* The records
☆ ☆ ☆ ☆ ☆
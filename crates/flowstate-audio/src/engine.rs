//! Playback controller coordinating decode, effects, queueing and output.
//!
//! The controller lives on the caller's thread. While a producer session is
//! running it owns the decoder; the controller gets it back when the session
//! is joined. Hosts call [`PlaybackController::poll`] regularly to process
//! end-of-track transitions and device loss.

use std::path::{Path, PathBuf};
use std::sync::atomic::{AtomicU64, Ordering};
use std::sync::Arc;

use crossbeam_channel::{unbounded, Receiver, Sender};
use flowstate_core::{
    Error, Playlist, RepeatMode, Result, SessionState, StreamProperties, Track,
};
use serde::Serialize;
use tracing::{debug, error, info, warn};

use crate::buffer::{shared_block_queue, SharedBlockQueue};
use crate::chain::{shared_chain, EffectsChain, SharedChain};
use crate::config::EngineConfig;
use crate::control::{Command, ControlSignal, SharedControl};
use crate::decode::StreamDecoder;
use crate::metrics::{EngineMetrics, MetricsSnapshot};
use crate::output::{BlockRenderer, OutputDevice, SinkShared};
use crate::producer::{Producer, ProducerEvent, ProducerExit, ProducerOutcome};
use crate::tap::{visualization_tap, TapReceiver, VisualizationTap};
use crate::worker::{WorkerHandle, WorkerPool};

/// Playback state of the controller.
#[derive(Debug, Clone, Copy, PartialEq, Eq, Default, Serialize)]
#[serde(rename_all = "lowercase")]
pub enum PlaybackState {
    #[default]
    Stopped,
    Playing,
    Paused,
}

impl PlaybackState {
    pub const fn as_str(self) -> &'static str {
        match self {
            Self::Stopped => "stopped",
            Self::Playing => "playing",
            Self::Paused => "paused",
        }
    }
}

/// Events emitted by the controller.
#[derive(Debug, Clone, PartialEq)]
pub enum EngineEvent {
    /// Playback state changed.
    StateChanged(PlaybackState),
    /// A track was opened and the pipeline configured for it.
    TrackLoaded {
        index: usize,
        properties: StreamProperties,
        duration_secs: Option<f64>,
    },
    /// Playback moved to another playlist entry.
    TrackChanged(usize),
    /// Position jumped (seconds).
    Seeked(f64),
    /// The playlist ran out with repeat off.
    PlaybackFinished,
    VolumeChanged { volume: f32, muted: bool },
    /// Error occurred.
    Error(String),
}

/// Playlist entry addressed by a remote sync request.
#[derive(Debug, Clone, Copy, PartialEq, Eq)]
pub enum SyncTarget {
    Index(usize),
    LibraryId(i64),
}

#[derive(Debug, Clone)]
struct LoadedTrack {
    index: usize,
    path: PathBuf,
    properties: StreamProperties,
    duration_secs: Option<f64>,
}

/// Owns the playlist and the playback pipeline.
pub struct PlaybackController {
    config: EngineConfig,
    pool: WorkerPool,
    queue: SharedBlockQueue,
    chain: SharedChain,
    control: SharedControl,
    sink: Arc<SinkShared>,
    device: Box<dyn OutputDevice>,
    /// Properties the device was opened with.
    device_props: Option<StreamProperties>,
    metrics: Arc<EngineMetrics>,
    tap: Option<VisualizationTap>,
    playlist: Playlist,
    state: PlaybackState,
    loaded: Option<LoadedTrack>,
    /// Decoder held while no producer session runs.
    decoder: Option<StreamDecoder>,
    producer: Option<WorkerHandle<ProducerOutcome>>,
    session: u64,
    decoded_frame: Arc<AtomicU64>,
    producer_tx: Sender<ProducerEvent>,
    producer_rx: Receiver<ProducerEvent>,
    event_tx: Sender<EngineEvent>,
    event_rx: Receiver<EngineEvent>,
    /// Playlist ended; waiting for the queued tail to reach the output.
    draining: bool,
    shut_down: bool,
}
☆ ☆ ☆ ☆ ☆
* Work to be completed
Where a line of the entries contains "WorkerHandle", report that line.

* Solution
use crate::worker::{WorkerHandle, WorkerPool};
    producer: Option<WorkerHandle<ProducerOutcome>>,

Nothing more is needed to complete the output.